Check each line of the records below and collect those holding "false".

[Stored data entries]

--------

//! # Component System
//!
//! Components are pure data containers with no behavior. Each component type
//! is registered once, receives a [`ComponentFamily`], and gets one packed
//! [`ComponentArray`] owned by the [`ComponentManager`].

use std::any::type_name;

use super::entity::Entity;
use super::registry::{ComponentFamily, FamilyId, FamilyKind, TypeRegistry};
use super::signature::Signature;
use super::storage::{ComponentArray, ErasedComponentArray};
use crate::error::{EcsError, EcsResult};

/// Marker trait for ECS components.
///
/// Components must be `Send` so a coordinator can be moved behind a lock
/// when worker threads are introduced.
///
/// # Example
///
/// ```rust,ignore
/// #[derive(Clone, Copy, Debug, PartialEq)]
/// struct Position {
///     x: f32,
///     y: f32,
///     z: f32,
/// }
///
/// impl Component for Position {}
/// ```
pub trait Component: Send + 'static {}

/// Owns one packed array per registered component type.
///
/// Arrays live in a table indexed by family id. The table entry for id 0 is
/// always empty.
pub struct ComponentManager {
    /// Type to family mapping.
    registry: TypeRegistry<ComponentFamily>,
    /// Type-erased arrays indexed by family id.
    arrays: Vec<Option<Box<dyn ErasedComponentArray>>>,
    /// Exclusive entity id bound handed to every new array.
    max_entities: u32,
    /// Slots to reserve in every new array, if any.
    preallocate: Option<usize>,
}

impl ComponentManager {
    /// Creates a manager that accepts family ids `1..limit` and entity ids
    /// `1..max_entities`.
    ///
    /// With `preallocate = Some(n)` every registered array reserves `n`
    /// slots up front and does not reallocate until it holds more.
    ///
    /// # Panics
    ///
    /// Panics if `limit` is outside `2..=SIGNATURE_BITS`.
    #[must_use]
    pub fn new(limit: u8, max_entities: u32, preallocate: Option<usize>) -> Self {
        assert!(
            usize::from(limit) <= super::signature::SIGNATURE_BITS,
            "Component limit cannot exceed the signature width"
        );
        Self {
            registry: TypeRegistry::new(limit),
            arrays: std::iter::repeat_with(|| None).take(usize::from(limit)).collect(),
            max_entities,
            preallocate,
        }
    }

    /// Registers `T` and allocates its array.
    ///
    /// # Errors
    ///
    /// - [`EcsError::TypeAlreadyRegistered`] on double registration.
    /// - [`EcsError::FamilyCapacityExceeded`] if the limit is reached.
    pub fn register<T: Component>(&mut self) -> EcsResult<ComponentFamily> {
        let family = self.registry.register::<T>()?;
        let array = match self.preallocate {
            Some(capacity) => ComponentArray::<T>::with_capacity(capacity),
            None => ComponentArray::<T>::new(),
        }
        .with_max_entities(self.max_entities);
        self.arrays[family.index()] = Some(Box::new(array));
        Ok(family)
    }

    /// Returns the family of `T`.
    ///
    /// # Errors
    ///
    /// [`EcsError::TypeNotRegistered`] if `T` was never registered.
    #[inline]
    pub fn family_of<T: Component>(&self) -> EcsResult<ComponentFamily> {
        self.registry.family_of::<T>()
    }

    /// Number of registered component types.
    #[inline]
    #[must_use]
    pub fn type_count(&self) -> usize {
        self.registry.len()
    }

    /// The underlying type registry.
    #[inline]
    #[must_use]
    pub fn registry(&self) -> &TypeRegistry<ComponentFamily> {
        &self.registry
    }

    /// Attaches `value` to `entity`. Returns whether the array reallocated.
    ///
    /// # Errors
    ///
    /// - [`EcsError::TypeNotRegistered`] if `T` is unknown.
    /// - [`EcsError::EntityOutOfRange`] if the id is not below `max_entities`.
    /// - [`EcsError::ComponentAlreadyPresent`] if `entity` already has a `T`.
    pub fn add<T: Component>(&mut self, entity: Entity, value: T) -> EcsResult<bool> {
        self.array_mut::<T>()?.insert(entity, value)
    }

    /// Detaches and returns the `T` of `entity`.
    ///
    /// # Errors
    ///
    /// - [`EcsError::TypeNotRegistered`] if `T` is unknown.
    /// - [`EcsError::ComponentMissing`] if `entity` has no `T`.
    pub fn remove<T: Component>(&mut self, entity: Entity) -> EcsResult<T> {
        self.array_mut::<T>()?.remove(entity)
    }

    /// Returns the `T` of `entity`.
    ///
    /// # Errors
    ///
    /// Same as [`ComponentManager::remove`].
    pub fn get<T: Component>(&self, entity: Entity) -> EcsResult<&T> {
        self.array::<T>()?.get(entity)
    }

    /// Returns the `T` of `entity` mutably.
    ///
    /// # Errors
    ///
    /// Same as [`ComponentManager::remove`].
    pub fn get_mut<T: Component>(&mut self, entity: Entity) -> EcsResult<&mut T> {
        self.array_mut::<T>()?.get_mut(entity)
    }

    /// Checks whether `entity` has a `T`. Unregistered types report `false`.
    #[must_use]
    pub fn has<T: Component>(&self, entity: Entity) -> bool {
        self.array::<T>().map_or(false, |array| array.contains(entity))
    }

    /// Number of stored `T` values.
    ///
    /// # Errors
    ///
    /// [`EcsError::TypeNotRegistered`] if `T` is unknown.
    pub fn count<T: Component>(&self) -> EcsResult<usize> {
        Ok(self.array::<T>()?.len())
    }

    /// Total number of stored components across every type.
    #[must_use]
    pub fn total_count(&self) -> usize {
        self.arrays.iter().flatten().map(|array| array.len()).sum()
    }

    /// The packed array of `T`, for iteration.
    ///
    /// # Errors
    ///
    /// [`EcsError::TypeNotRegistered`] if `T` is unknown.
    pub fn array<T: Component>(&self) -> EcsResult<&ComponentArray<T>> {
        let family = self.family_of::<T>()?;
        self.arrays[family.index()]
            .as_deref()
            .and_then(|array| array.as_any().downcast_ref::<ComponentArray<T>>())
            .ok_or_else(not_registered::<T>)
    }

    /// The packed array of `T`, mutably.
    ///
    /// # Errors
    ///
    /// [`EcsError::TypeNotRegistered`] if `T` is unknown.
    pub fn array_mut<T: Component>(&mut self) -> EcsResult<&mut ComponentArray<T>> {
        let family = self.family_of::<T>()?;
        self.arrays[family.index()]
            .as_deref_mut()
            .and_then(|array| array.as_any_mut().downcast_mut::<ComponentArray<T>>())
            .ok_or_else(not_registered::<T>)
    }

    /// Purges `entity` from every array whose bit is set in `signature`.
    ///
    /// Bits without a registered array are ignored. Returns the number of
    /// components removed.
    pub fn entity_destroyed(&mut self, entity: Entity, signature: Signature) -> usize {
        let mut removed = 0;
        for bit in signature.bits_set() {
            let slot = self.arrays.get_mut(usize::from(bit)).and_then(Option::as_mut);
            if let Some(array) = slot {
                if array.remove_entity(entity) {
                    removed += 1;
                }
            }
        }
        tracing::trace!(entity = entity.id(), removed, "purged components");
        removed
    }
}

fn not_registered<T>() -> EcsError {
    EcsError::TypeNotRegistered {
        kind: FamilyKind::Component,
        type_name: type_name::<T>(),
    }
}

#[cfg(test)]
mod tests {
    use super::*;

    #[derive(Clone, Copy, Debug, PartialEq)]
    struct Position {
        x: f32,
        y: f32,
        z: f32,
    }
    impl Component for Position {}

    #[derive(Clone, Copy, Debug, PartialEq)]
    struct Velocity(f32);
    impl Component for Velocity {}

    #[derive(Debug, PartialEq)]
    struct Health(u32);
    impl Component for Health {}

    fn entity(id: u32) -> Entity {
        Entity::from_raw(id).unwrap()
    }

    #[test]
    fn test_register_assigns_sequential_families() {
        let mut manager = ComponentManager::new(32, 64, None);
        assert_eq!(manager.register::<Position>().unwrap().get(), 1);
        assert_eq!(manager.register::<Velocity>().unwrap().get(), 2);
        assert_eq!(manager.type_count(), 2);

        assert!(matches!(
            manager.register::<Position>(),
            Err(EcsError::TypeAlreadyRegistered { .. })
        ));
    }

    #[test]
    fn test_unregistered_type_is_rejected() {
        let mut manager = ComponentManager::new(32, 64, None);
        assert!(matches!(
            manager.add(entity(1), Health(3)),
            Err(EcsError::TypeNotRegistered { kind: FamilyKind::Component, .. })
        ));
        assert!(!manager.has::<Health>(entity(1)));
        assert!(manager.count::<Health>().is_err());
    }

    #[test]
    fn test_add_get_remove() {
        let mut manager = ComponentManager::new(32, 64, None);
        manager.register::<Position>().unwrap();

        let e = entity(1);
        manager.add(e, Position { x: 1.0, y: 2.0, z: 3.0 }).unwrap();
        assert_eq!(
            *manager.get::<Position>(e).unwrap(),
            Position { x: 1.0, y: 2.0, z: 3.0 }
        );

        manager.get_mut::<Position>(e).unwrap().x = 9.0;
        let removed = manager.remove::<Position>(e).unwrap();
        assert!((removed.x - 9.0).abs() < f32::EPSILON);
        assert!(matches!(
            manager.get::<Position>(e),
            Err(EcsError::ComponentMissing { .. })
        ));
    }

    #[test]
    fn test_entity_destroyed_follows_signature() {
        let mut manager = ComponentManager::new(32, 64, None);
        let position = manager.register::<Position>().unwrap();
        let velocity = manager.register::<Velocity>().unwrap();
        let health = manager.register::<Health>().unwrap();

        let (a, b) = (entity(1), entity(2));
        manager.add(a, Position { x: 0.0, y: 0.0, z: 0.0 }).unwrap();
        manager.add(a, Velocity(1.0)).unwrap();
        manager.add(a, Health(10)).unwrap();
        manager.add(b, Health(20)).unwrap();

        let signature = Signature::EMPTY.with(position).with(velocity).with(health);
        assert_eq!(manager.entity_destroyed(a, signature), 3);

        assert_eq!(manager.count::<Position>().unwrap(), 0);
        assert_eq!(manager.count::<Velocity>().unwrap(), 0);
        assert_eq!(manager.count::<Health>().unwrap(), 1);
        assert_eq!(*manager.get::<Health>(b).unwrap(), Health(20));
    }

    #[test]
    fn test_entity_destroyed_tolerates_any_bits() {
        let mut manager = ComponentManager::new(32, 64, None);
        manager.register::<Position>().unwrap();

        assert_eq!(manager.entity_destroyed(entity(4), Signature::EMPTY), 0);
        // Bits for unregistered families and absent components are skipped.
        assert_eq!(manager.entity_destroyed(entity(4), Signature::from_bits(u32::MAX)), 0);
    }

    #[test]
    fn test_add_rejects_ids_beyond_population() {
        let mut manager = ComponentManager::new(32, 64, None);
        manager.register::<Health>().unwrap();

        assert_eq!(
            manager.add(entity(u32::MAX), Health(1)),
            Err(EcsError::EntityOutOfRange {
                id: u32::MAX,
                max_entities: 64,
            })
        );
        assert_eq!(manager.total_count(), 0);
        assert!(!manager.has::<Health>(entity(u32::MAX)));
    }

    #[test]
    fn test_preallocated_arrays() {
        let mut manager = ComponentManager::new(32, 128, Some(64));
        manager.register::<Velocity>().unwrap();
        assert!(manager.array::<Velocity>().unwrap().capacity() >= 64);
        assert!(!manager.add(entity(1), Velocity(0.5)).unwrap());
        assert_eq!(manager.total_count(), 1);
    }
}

--------

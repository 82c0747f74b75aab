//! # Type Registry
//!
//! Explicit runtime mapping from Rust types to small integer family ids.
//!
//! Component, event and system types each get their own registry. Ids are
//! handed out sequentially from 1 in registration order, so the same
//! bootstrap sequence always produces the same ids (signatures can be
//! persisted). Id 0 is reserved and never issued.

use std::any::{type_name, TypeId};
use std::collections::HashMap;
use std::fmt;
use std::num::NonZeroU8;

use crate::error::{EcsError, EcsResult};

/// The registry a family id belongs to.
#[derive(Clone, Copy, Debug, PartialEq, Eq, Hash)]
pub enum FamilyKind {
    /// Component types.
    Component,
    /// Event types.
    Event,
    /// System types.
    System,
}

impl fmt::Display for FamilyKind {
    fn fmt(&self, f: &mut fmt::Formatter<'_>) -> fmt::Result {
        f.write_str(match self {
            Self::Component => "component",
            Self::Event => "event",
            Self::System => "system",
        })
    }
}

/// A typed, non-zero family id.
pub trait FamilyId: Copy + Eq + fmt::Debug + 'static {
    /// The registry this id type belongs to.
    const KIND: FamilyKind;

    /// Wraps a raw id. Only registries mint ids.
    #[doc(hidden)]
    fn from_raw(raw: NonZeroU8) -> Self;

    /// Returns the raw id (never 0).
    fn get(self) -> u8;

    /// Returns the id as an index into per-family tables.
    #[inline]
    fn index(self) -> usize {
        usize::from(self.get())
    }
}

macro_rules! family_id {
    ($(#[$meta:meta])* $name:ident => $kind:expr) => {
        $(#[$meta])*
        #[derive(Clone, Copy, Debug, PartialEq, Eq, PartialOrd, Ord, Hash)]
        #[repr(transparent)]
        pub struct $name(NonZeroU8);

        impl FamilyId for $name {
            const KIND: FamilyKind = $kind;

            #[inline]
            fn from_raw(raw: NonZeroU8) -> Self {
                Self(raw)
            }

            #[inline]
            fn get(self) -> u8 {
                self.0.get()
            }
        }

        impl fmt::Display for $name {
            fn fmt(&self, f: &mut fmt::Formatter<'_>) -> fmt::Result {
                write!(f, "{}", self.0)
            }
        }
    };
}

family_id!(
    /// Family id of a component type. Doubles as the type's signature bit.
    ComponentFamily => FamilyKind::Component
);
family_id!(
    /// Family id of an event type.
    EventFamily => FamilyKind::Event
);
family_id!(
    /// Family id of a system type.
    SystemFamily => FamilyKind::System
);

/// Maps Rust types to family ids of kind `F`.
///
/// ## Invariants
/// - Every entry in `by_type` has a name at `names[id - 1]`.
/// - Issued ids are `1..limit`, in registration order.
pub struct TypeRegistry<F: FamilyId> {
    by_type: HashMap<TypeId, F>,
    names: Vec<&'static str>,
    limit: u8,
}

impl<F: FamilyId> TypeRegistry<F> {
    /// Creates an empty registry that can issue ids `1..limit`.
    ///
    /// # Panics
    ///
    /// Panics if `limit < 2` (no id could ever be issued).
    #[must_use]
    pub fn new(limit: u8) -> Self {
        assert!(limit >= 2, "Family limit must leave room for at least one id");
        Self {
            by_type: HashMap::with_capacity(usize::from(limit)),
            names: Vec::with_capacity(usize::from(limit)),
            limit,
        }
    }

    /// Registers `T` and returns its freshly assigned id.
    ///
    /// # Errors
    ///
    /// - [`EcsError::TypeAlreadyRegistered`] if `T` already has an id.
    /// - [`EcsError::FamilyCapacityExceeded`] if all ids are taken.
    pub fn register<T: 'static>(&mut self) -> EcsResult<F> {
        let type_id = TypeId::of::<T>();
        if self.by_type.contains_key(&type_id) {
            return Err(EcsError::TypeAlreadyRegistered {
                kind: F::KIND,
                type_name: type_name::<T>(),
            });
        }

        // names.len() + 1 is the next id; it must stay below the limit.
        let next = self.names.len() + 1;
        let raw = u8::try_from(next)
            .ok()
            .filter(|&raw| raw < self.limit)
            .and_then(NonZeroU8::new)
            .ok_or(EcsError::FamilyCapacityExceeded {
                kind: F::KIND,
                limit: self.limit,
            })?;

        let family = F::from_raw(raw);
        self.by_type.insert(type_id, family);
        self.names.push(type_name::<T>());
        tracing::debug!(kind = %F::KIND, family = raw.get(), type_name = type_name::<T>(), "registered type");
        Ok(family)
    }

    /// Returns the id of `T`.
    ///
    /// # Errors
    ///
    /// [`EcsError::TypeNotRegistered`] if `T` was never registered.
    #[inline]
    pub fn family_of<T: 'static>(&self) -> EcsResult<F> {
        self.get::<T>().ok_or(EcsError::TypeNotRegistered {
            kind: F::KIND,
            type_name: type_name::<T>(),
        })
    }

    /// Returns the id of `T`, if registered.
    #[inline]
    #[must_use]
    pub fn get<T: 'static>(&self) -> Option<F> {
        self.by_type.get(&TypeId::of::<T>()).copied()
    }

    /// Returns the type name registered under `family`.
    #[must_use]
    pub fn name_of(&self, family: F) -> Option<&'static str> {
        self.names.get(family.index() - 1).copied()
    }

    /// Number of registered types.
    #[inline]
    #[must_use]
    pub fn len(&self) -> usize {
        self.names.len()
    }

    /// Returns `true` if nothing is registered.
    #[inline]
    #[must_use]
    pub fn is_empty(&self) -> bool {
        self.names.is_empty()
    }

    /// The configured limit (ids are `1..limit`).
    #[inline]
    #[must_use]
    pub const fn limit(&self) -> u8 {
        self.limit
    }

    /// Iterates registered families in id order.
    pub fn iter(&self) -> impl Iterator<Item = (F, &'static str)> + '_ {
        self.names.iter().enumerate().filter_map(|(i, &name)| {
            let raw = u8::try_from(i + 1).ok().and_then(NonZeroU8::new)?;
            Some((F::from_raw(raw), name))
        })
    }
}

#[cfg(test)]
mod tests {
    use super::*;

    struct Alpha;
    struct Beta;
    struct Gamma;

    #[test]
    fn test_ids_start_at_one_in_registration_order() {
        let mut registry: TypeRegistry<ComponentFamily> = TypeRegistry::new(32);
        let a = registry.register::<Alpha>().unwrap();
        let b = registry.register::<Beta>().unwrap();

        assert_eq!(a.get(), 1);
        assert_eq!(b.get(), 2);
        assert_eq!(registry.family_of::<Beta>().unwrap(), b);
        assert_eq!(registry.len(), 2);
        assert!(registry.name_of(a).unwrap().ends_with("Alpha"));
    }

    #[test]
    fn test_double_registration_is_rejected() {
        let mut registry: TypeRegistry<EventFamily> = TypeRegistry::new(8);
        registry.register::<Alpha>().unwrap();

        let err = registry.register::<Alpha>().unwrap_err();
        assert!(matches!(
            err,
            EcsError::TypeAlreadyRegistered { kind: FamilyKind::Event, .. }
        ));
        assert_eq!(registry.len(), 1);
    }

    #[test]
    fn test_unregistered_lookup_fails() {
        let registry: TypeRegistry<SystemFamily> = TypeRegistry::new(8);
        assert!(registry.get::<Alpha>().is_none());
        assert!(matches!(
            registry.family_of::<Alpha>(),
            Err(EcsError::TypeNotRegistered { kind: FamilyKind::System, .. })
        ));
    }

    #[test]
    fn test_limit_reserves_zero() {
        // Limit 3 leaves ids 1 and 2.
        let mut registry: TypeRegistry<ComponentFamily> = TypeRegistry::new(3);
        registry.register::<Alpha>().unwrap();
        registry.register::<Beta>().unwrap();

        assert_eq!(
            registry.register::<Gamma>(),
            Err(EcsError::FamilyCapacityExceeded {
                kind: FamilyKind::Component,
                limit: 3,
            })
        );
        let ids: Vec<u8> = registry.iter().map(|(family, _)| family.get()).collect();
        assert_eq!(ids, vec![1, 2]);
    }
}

--------

• **Result**:
    /// Checks whether `entity` has a `T`. Unregistered types report `false`.
        self.array::<T>().map_or(false, |array| array.contains(entity))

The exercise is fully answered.